─── Data ───

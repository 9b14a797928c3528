//! End-to-end tests for the `PromptDesk` HTTP API over the in-memory store.

use std::sync::{
    Arc,
    atomic::{AtomicUsize, Ordering},
};

use async_trait::async_trait;
use axum::http::{StatusCode, header};
use axum_test::TestServer;
use futures::stream;
use serde_json::{Value, json};
use server::{
    app_state::AppState,
    server::{create_app_router, metrics_handle},
};
use shared::{
    config::{Config, Profile},
    llms::{
        CompletionChunk, CompletionRequest, CompletionStream, LLMError, LLMProvider, LLMResult,
        TokenUsage,
    },
};

/// Replays a fixed reply and counts how often it was asked.
#[derive(Default)]
struct ScriptedProvider {
    calls: AtomicUsize,
    fail: bool,
}

#[async_trait]
impl LLMProvider for ScriptedProvider {
    fn provider_name(&self) -> &str {
        "scripted"
    }

    async fn stream_chat(&self, _request: CompletionRequest) -> LLMResult<CompletionStream> {
        self.calls.fetch_add(1, Ordering::SeqCst);
        if self.fail {
            return Err(LLMError::Api {
                status: 503,
                message: "overloaded".to_string(),
            });
        }
        let chunks = vec![
            Ok(CompletionChunk::text("Hel")),
            Ok(CompletionChunk::text("lo")),
            Ok(CompletionChunk::usage(TokenUsage {
                prompt_tokens: 5,
                completion_tokens: 2,
                total_tokens: 7,
            })),
        ];
        Ok(Box::pin(stream::iter(chunks)))
    }
}

fn test_config() -> Config {
    Config::default_for_profile(Profile::Test)
}

fn server_with(config: Config, provider: Option<Arc<ScriptedProvider>>) -> TestServer {
    let mut state = AppState::default();
    if let Some(provider) = provider {
        state = state.with_provider(provider);
    }
    let app = create_app_router(Arc::new(state), Arc::new(config), metrics_handle());
    TestServer::new(app).unwrap()
}

async fn create_assistant(server: &TestServer, name: &str) -> String {
    let response = server
        .post("/api/assistants")
        .json(&json!({ "name": name, "systemPrompt": "Be brief." }))
        .await;
    assert_eq!(response.status_code(), StatusCode::CREATED);
    response.json::<Value>()["id"].as_str().unwrap().to_string()
}

async fn create_chat(server: &TestServer, fingerprint: &str, assistant_id: &str) -> String {
    let response = server
        .post("/api/conversations")
        .json(&json!({ "userFingerprint": fingerprint, "assistantId": assistant_id }))
        .await;
    assert_eq!(response.status_code(), StatusCode::CREATED);
    response.json::<Value>()["id"].as_str().unwrap().to_string()
}

async fn append(server: &TestServer, chat_id: &str, role: &str, content: &str, tokens: i64) {
    let response = server
        .post(&format!("/api/conversations/{chat_id}/messages"))
        .json(&json!({ "role": role, "content": content, "tokenCount": tokens }))
        .await;
    assert_eq!(response.status_code(), StatusCode::CREATED);
}

#[tokio::test]
async fn chat_streams_content_then_tokens_then_done() {
    let provider = Arc::new(ScriptedProvider::default());
    let server = server_with(test_config(), Some(provider.clone()));

    let response = server
        .post("/api/chat")
        .json(&json!({ "messages": [{ "role": "user", "content": "Hi" }] }))
        .await;

    response.assert_status_ok();
    assert!(
        response
            .header(header::CONTENT_TYPE)
            .to_str()
            .unwrap()
            .starts_with("text/event-stream")
    );

    let body = response.text();
    let frames: Vec<&str> = body
        .lines()
        .filter_map(|line| line.strip_prefix("data:"))
        .map(str::trim)
        .collect();
    assert_eq!(frames.len(), 4, "unexpected frames: {body}");
    assert_eq!(
        serde_json::from_str::<Value>(frames[0]).unwrap(),
        json!({ "content": "Hel" })
    );
    assert_eq!(
        serde_json::from_str::<Value>(frames[1]).unwrap(),
        json!({ "content": "lo" })
    );
    let tokens = serde_json::from_str::<Value>(frames[2]).unwrap();
    assert_eq!(tokens["tokens"]["assistant"], 2);
    assert_eq!(tokens["tokens"]["input"], 5);
    assert_eq!(tokens["tokens"]["total"], 7);
    assert_eq!(frames[3], "[DONE]");
    assert_eq!(provider.calls.load(Ordering::SeqCst), 1);
}

#[tokio::test]
async fn chat_rejects_requests_before_contacting_the_provider() {
    let provider = Arc::new(ScriptedProvider::default());
    let server = server_with(test_config(), Some(provider.clone()));

    let response = server.post("/api/chat").json(&json!({ "messages": [] })).await;
    assert_eq!(response.status_code(), StatusCode::BAD_REQUEST);
    assert_eq!(response.json::<Value>()["error"], "No messages to process");

    let response = server
        .post("/api/chat")
        .json(&json!({ "messages": [{ "role": "assistant", "content": "Welcome!" }] }))
        .await;
    assert_eq!(response.status_code(), StatusCode::BAD_REQUEST);
    assert_eq!(
        response.json::<Value>()["error"],
        "At least one user message is required"
    );

    assert_eq!(provider.calls.load(Ordering::SeqCst), 0);
}

#[tokio::test]
async fn chat_reports_provider_failure_as_server_error() {
    let provider = Arc::new(ScriptedProvider {
        fail: true,
        ..ScriptedProvider::default()
    });
    let server = server_with(test_config(), Some(provider));

    let response = server
        .post("/api/chat")
        .json(&json!({ "messages": [{ "role": "user", "content": "Hi" }] }))
        .await;
    assert_eq!(response.status_code(), StatusCode::INTERNAL_SERVER_ERROR);
    assert_eq!(response.json::<Value>()["success"], false);
}

#[tokio::test]
async fn chat_without_provider_is_a_server_error() {
    let server = server_with(test_config(), None);

    let response = server
        .post("/api/chat")
        .json(&json!({ "messages": [{ "role": "user", "content": "Hi" }] }))
        .await;
    assert_eq!(response.status_code(), StatusCode::INTERNAL_SERVER_ERROR);
}

#[tokio::test]
async fn identical_message_is_stored_once() {
    let server = server_with(test_config(), None);
    let assistant_id = create_assistant(&server, "Helper").await;
    let chat_id = create_chat(&server, "fp-1", &assistant_id).await;
    let path = format!("/api/conversations/{chat_id}/messages");
    let body = json!({ "role": "user", "content": "Hello", "tokenCount": 2 });

    let first = server.post(&path).json(&body).await;
    assert_eq!(first.status_code(), StatusCode::CREATED);
    let first = first.json::<Value>();
    assert_eq!(first["duplicate"], false);

    let second = server.post(&path).json(&body).await;
    assert_eq!(second.status_code(), StatusCode::OK);
    let second = second.json::<Value>();
    assert_eq!(second["duplicate"], true);
    assert_eq!(second["message"]["id"], first["message"]["id"]);

    let messages = server.get(&path).await.json::<Vec<Value>>();
    assert_eq!(messages.len(), 1);
}

#[tokio::test]
async fn append_validates_role_and_chat() {
    let server = server_with(test_config(), None);
    let assistant_id = create_assistant(&server, "Helper").await;
    let chat_id = create_chat(&server, "fp-1", &assistant_id).await;

    let response = server
        .post(&format!("/api/conversations/{chat_id}/messages"))
        .json(&json!({ "role": "system", "content": "x" }))
        .await;
    assert_eq!(response.status_code(), StatusCode::BAD_REQUEST);
    assert_eq!(
        response.json::<Value>()["error"],
        "Role must be 'user' or 'assistant'"
    );

    let response = server
        .post("/api/conversations/00000000-0000-0000-0000-000000000000/messages")
        .json(&json!({ "role": "user", "content": "x" }))
        .await;
    assert_eq!(response.status_code(), StatusCode::NOT_FOUND);
}

#[tokio::test]
async fn admin_groups_usage_by_assistant_and_user() {
    let server = server_with(test_config(), None);
    let alpha = create_assistant(&server, "Alpha").await;
    let beta = create_assistant(&server, "Beta").await;

    let first = create_chat(&server, "fp-1", &alpha).await;
    append(&server, &first, "user", "Hi", 5).await;
    append(&server, &first, "assistant", "Hello there", 10).await;
    let second = create_chat(&server, "fp-2", &beta).await;
    append(&server, &second, "user", "Yo", 1).await;

    let response = server.get("/api/admin/assistants?search=alpha").await;
    response.assert_status_ok();
    let body = response.json::<Value>();
    let assistants = body["assistants"].as_array().unwrap();
    assert_eq!(assistants.len(), 1);
    assert_eq!(assistants[0]["assistantName"], "Alpha");
    assert_eq!(assistants[0]["totals"]["totalMessages"], 2);
    assert_eq!(assistants[0]["totals"]["totalTokens"], 15);
    assert_eq!(assistants[0]["userCount"], 1);

    let body = server
        .get("/api/admin/assistants?limit=1&page=2")
        .await
        .json::<Value>();
    assert_eq!(body["assistants"].as_array().unwrap().len(), 1);
    assert_eq!(body["pagination"]["total"], 2);
    assert_eq!(body["pagination"]["totalPages"], 2);
    assert_eq!(body["pagination"]["page"], 2);

    let body = server.get("/api/admin/users").await.json::<Value>();
    assert_eq!(body["users"].as_array().unwrap().len(), 2);

    let response = server.get("/api/admin/users/fp-unknown").await;
    assert_eq!(response.status_code(), StatusCode::NOT_FOUND);

    let stats = server.get("/api/admin/stats").await.json::<Value>();
    assert_eq!(stats["overview"]["totals"]["totalMessages"], 3);
    assert_eq!(stats["dailyStats"].as_array().unwrap().len(), 7);
}

#[tokio::test]
async fn admin_can_clear_a_chat() {
    let server = server_with(test_config(), None);
    let assistant_id = create_assistant(&server, "Helper").await;
    let chat_id = create_chat(&server, "fp-1", &assistant_id).await;
    append(&server, &chat_id, "user", "one", 1).await;
    append(&server, &chat_id, "assistant", "two", 1).await;

    let response = server
        .delete(&format!("/api/admin/chats/{chat_id}/messages"))
        .await;
    response.assert_status_ok();
    assert_eq!(response.json::<Value>()["deleted"], 2);

    let detail = server
        .get(&format!("/api/admin/chats/{chat_id}"))
        .await
        .json::<Value>();
    assert_eq!(detail["messages"].as_array().unwrap().len(), 0);
}

#[tokio::test]
async fn admin_token_guards_admin_routes_only() {
    let mut config = test_config();
    config.admin.api_token = Some("s3cret".to_string());
    let server = server_with(config, None);

    let response = server.get("/api/admin/stats").await;
    assert_eq!(response.status_code(), StatusCode::UNAUTHORIZED);
    assert_eq!(response.json::<Value>()["error"], "Admin token required");

    let response = server
        .get("/api/admin/stats")
        .add_header(header::AUTHORIZATION, "Bearer wrong")
        .await;
    assert_eq!(response.status_code(), StatusCode::UNAUTHORIZED);

    let response = server
        .get("/api/admin/stats")
        .add_header(header::AUTHORIZATION, "Bearer s3cret")
        .await;
    response.assert_status_ok();

    server.get("/api/assistants").await.assert_status_ok();
}

#[tokio::test]
async fn health_endpoints_report_memory_backend() {
    let server = server_with(test_config(), None);
    server.get("/healthz").await.assert_status_ok();
    server.get("/readyz").await.assert_status_ok();
}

───

### What you should do
Print again the lines of the entries above that fall between the line holding "if let Some(provider)" and the line holding "async fn create_assistant(server: &TestServer, name: &str)", inclusive, exactly as they stand.

### Result of the exercise
    if let Some(provider) = provider {
        state = state.with_provider(provider);
    }
    let app = create_app_router(Arc::new(state), Arc::new(config), metrics_handle());
    TestServer::new(app).unwrap()
}

async fn create_assistant(server: &TestServer, name: &str) -> String {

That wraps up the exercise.